Lying about jail and a reference from a husband: 65% of employers receive falsified CVs

Some of these lies are doozies.

TWO-THIRDS OF EMPLOYERS say that they have been sent CVs that contain lies.

According to a new survey by recruitment firm Cpl says that many employers still believe that women undersell themselves and will accept less money.

Two thirds of hiring managers in the IT industry find women undersell themselves. The survey also found that a candidate can lose themselves a job in less than 5 minutes with over 80 per cent of hiring managers admitting to forming opinions and making decisions within 5 minutes of meeting.

However, it is lies that make interviewers most wary of candidates, with some admitting they make interviewees squirm.

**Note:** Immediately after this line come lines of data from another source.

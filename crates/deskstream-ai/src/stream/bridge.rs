//! Bridge worker: blocking vendor call to async channel.
//!
//! The vendor call blocks for the full duration of generation, so it runs
//! on a dedicated blocking task. Frames, the terminal sentinel and the
//! error marker all travel through one unbounded channel; nothing else
//! crosses the boundary.

use std::sync::Arc;
use std::time::Duration;

use tokio::sync::mpsc;

use crate::app::{AppClient, AppFrame, AppRequest};
use crate::error::{ChatError, Result};

/// One item relayed from the worker to the consumer loop.
#[derive(Debug)]
pub enum BridgeMessage {
    Frame(AppFrame),
    /// Vendor stream exhausted normally.
    Done,
    /// Call failed and retries (if any were allowed) are spent.
    Failed(ChatError),
}

/// Retry policy for the vendor call.
///
/// Retrying is only safe before any frame has been delivered: partial
/// output has already reached the client, and a second call would repeat
/// visible text.
#[derive(Debug, Clone)]
pub struct BridgeConfig {
    pub max_retries: u32,
    pub retry_delay: Duration,
}

impl Default for BridgeConfig {
    fn default() -> Self {
        Self {
            max_retries: 2,
            retry_delay: Duration::from_secs(1),
        }
    }
}

/// Start the vendor call on a blocking task and return the consumer end of
/// the channel.
///
/// The worker is never cancelled: if the consumer drops the receiver early
/// the call runs to completion in the background and its sends go nowhere.
pub fn spawn_bridge(
    client: Arc<dyn AppClient>,
    request: AppRequest,
    config: BridgeConfig,
) -> mpsc::UnboundedReceiver<BridgeMessage> {
    let (tx, rx) = mpsc::unbounded_channel();

    tokio::task::spawn_blocking(move || {
        for attempt in 0..=config.max_retries {
            let mut delivered = false;
            match run_call(client.as_ref(), &request, &tx, &mut delivered) {
                Ok(()) => {
                    let _ = tx.send(BridgeMessage::Done);
                    return;
                }
                Err(err) => {
                    if !delivered && attempt < config.max_retries {
                        tracing::warn!(
                            provider = client.name(),
                            attempt = attempt + 1,
                            error = %err,
                            "Vendor call failed before first frame, retrying"
                        );
                        std::thread::sleep(config.retry_delay);
                        continue;
                    }

                    tracing::error!(
                        provider = client.name(),
                        attempt = attempt + 1,
                        delivered,
                        error = %err,
                        "Vendor call failed"
                    );
                    let _ = tx.send(BridgeMessage::Failed(err));
                    return;
                }
            }
        }
    });

    rx
}

fn run_call(
    client: &dyn AppClient,
    request: &AppRequest,
    tx: &mpsc::UnboundedSender<BridgeMessage>,
    delivered: &mut bool,
) -> Result<()> {
    let frames = client.call(request)?;
    for frame in frames {
        let frame = frame?;
        *delivered = true;
        let _ = tx.send(BridgeMessage::Frame(frame));
    }
    Ok(())
}

#[cfg(test)]
mod tests {
    use super::*;
    use crate::app::mock::{MockAppClient, MockCall, MockStep};

    fn fast_config() -> BridgeConfig {
        BridgeConfig {
            max_retries: 2,
            retry_delay: Duration::from_millis(1),
        }
    }

    async fn drain(mut rx: mpsc::UnboundedReceiver<BridgeMessage>) -> Vec<BridgeMessage> {
        let mut messages = Vec::new();
        while let Some(message) = rx.recv().await {
            messages.push(message);
        }
        messages
    }

    #[tokio::test]
    async fn frames_then_done_sentinel() {
        let client = Arc::new(MockAppClient::single(vec![
            MockStep::text("He"),
            MockStep::text("Hello"),
        ]));
        let rx = spawn_bridge(client, AppRequest::new("q", None), fast_config());

        let messages = drain(rx).await;
        assert_eq!(messages.len(), 3);
        assert!(matches!(messages[0], BridgeMessage::Frame(_)));
        assert!(matches!(messages[2], BridgeMessage::Done));
    }

    #[tokio::test]
    async fn retries_before_first_frame() {
        let client = Arc::new(MockAppClient::new(vec![
            MockCall::ConnectError("boom".to_string()),
            MockCall::ConnectError("boom again".to_string()),
            MockCall::Frames(vec![MockStep::text("ok")]),
        ]));
        let rx = spawn_bridge(client.clone(), AppRequest::new("q", None), fast_config());

        let messages = drain(rx).await;
        assert!(matches!(messages[0], BridgeMessage::Frame(_)));
        assert!(matches!(messages[1], BridgeMessage::Done));
        assert_eq!(client.remaining_calls(), 0);
    }

    #[tokio::test]
    async fn gives_up_when_retries_are_spent() {
        let client = Arc::new(MockAppClient::new(vec![
            MockCall::ConnectError("1".to_string()),
            MockCall::ConnectError("2".to_string()),
            MockCall::ConnectError("3".to_string()),
            MockCall::Frames(vec![MockStep::text("never reached")]),
        ]));
        let rx = spawn_bridge(client.clone(), AppRequest::new("q", None), fast_config());

        let messages = drain(rx).await;
        assert_eq!(messages.len(), 1);
        assert!(matches!(messages[0], BridgeMessage::Failed(_)));
        // the fourth scripted call must remain untouched
        assert_eq!(client.remaining_calls(), 1);
    }

    #[tokio::test]
    async fn no_retry_after_first_frame() {
        let client = Arc::new(MockAppClient::new(vec![
            MockCall::Frames(vec![
                MockStep::text("partial"),
                MockStep::StreamError("connection reset".to_string()),
            ]),
            MockCall::Frames(vec![MockStep::text("would duplicate")]),
        ]));
        let rx = spawn_bridge(client.clone(), AppRequest::new("q", None), fast_config());

        let messages = drain(rx).await;
        assert_eq!(messages.len(), 2);
        assert!(matches!(messages[0], BridgeMessage::Frame(_)));
        assert!(matches!(messages[1], BridgeMessage::Failed(_)));
        assert_eq!(client.remaining_calls(), 1);
    }
}
mod api;
mod config;

use std::sync::Arc;

use api::chat::{ask_question, delete_chat_log, get_history};
use api::state::AppState;
use axum::{
    Router,
    http::{Method, header},
    routing::{delete, get, post},
};
use config::ServerConfig;
use deskstream_ai::{BailianClient, StreamEngine};
use deskstream_storage::Storage;
use tower_http::cors::CorsLayer;

#[derive(serde::Serialize)]
struct Health {
    status: String,
}

async fn health() -> axum::Json<Health> {
    axum::Json(Health {
        status: "deskstream is working!".to_string(),
    })
}

#[tokio::main]
async fn main() {
    // Initialize tracing logger
    tracing_subscriber::fmt()
        .with_env_filter(
            tracing_subscriber::EnvFilter::try_from_default_env()
                .unwrap_or_else(|_| "info,deskstream_server=debug".into()),
        )
        .with_target(false)
        .init();

    tracing::info!("Starting deskstream server");

    let config = ServerConfig::load().expect("Failed to load server configuration");
    if config.app.api_key.is_empty() || config.app.app_id.is_empty() {
        tracing::warn!("Vendor credentials are not configured; /api/ask will fail");
    }

    let storage =
        Arc::new(Storage::new(&config.database_path).expect("Failed to open database"));

    let mut client = BailianClient::new(&config.app.api_key, &config.app.app_id);
    if let Some(base_url) = &config.app.base_url {
        client = client.with_base_url(base_url);
    }
    let engine = StreamEngine::new(Arc::new(client));

    let state = AppState { engine, storage };

    // Configure CORS
    let cors = CorsLayer::new()
        .allow_origin(tower_http::cors::Any)
        .allow_methods([Method::GET, Method::POST, Method::DELETE, Method::OPTIONS])
        .allow_headers([header::CONTENT_TYPE, header::AUTHORIZATION]);

    let app = Router::new()
        .route("/health", get(health))
        .route("/api/ask", post(ask_question))
        .route("/api/history", get(get_history))
        .route("/api/history/{id}", delete(delete_chat_log))
        .layer(cors)
        .with_state(state);

    let addr = format!("{}:{}", config.host, config.port);
    let listener = tokio::net::TcpListener::bind(&addr)
        .await
        .unwrap_or_else(|e| panic!("Failed to bind to {}: {}", addr, e));

    tracing::info!("deskstream running on http://{}", addr);

    axum::serve(listener, app)
        .await
        .expect("Failed to start server");
}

Some of the best lies picked out by the survey include:

  • A break in a candidate CV to ‘return to the home country’ turned out to be an 8-month spell in prison for fraud
  • A registered nurse interviewed for a nursing job on behalf of her unqualified twin sister
  • A candidate claimed to have had full responsibility for accounts and revenue at a company, but when presented with a basic return, didn’t recognise what it was
  • One candidate had a glowing reference from her former employer but disguised that the referee was her husband by using her maiden name
  • A candidate claimed to be a manager in a company without realising that the interviewer was actually MD of that company at the time.
  • At interview, a candidate advised that he had given a false name on his CV and then refused to give his real name; he was escorted from the building

Peter Cosgrove of Cpl says that liars don’t research their lies.
“Some candidates do not understand that lying about their skills and experience is not a good idea. Landing a job you cannot do results in a highly stressful situation which will only end badly

“Candidates also fail to research their lies, underestimating the intelligence and experience of their interviewers,” he said.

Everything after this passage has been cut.